Let’s face it. As humanities majors, teachers, lovers, etc., we’ve got it rough. The moment I announced that I was majoring in philosophy and religion, I was bombarded with questions about my life choices. There are politicians with questionable morals who have faced considerably less verbal onslaught than me.
Here’s a conversation that I have at least once a week:
What use is philosophy and religion in the real world? I’m sorry; did you say the “real world”?
Yeah, the real world—why don’t you major in something useful? Yeah, I suppose developing job transferable skills like critical thinking and writing skills—which at are at an all-time low in the United States—as well as my “people skills” isn’t that useful. I’ve also heard that scoring the highest among all disciplines in verbal reasoning and analytical writing on the GRE isn’t useful at all when it comes to applying for grad school. Oh and CEOs like Logitech’s Bracken Darrell or Steve Jobs never hired humanities majors either.
Okay, whatever. You’re still not going to make a lot of money. I’d have an average starting salary of $38,300 with a mid-career salary of $81,200? God that just sounds horrible especially when you consider that I would be making more than the average American citizen.
This is where the conversation gets really interesting. Inevitably the other party will point out that a mid-career salary of $81,000 isn’t exactly the glamorous lifestyle of a Fortune 500 CEO. I’m okay with that. In fact, I didn’t know all these cools facts when I declared my majors. I just picked something I liked.
Now admittedly my reasons for getting into philosophy and religion were not admirable. I took a religion class because I wanted to bring the hurt down on Christian fundamentalists. Philosophy wasn’t much better—I just wanted to be the smartest guy in the room. My first classes were just means to an end and I certainly didn’t see myself majoring in them.

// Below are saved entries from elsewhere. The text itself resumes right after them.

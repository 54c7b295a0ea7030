use std::net::SocketAddr;

use async_trait::async_trait;
use tokio::sync::RwLock;

use crate::protocol::control::ControlMessage;
use crate::session::DatagramSender;

/// A [DatagramSender] that records outgoing datagrams instead of sending
///  them.
#[derive(Default)]
pub struct TrackingDatagramSender {
    sent: RwLock<Vec<(SocketAddr, Vec<u8>)>>,
}

impl TrackingDatagramSender {
    pub fn new() -> TrackingDatagramSender {
        Default::default()
    }

    /// Remove and return the oldest recorded datagram, unparsed.
    pub async fn next_sent(&self) -> (SocketAddr, Vec<u8>) {
        let mut lock = self.sent.write().await;
        if lock.is_empty() {
            panic!("no message was sent");
        }
        lock.remove(0)
    }

    /// Remove and return the oldest recorded datagram, decoded as a control
    ///  message.
    pub async fn next_control_sent(&self) -> (SocketAddr, ControlMessage) {
        let (to, raw) = self.next_sent().await;
        let msg = ControlMessage::try_deser(&mut raw.as_slice())
            .expect("recorded datagram is not a control message");
        (to, msg)
    }

    pub async fn assert_control_sent(&self, to: SocketAddr, expected: &ControlMessage) {
        let (actual_to, actual) = self.next_control_sent().await;
        assert_eq!(actual_to, to);
        assert_eq!(&actual, expected);
    }

    pub async fn assert_no_remaining_messages(&self) {
        assert!(self.sent.read().await.is_empty());
    }
}

#[async_trait]
impl DatagramSender for TrackingDatagramSender {
    async fn send_datagram(&self, to: SocketAddr, buf: &[u8]) -> anyhow::Result<()> {
        self.sent.write().await.push((to, buf.to_vec()));
        Ok(())
    }
}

I got my butt handed to me in those classes. I read more than I had ever read before; my head was practically swimming after a few classes. Mind you, it wasn’t just swimming with possibilities either—my head actually hurt from learning.
Needless to say I learned a couple of things. First and foremost, I knew absolutely nothing about almost everything of importance—philosophy being chief among them. Second, all the cool movies, video games and books that I loved so much were really a popular retelling of a long cultural and philosophical narrative. For example, Fogell from Superbad is basically Nietzsche’s Übermensch—i.e., one of the few individuals able to overcome anguish, uncertainty, possible alienation and give life a unique meaning (warning: the first link has explicit language). The ending of Mass Effect 3 might just be a modern reworking of Parmenides’s philosophy and, as a society, we like zombies, vampires and the like for a bunch of really weird reasons. There’s also a good chance everyone but me might be a zombie.
Now if all this hasn’t convinced you to give the humanities a chance—and that’s okay, I understand that not everyone geeks out like I do—here’s a few more reasons. When you pair up a humanities degree with a STEM degree, you are almost certainly guaranteed to make Scrooge McDuck levels of money at some point in your life. Still, as a philosopher-in-training, I’d like to point out that it’s not just about cool pop culture facts, being able to explain Kant’s categorical imperative whilst intoxicated or potentially making cartoon amounts of money—although that helps. It’s about preparing for civic and cultural responsibilities; it’s about understanding the depth of our impact on the world at large. It’s about imbuing ourselves with a sense of empathy and respect for others—most importantly other cultures. It’s about communication. It’s about being human—and possibly making absurd amounts of money. So give the humanities a chance! You might be surprised at what you learn and how much it helps you.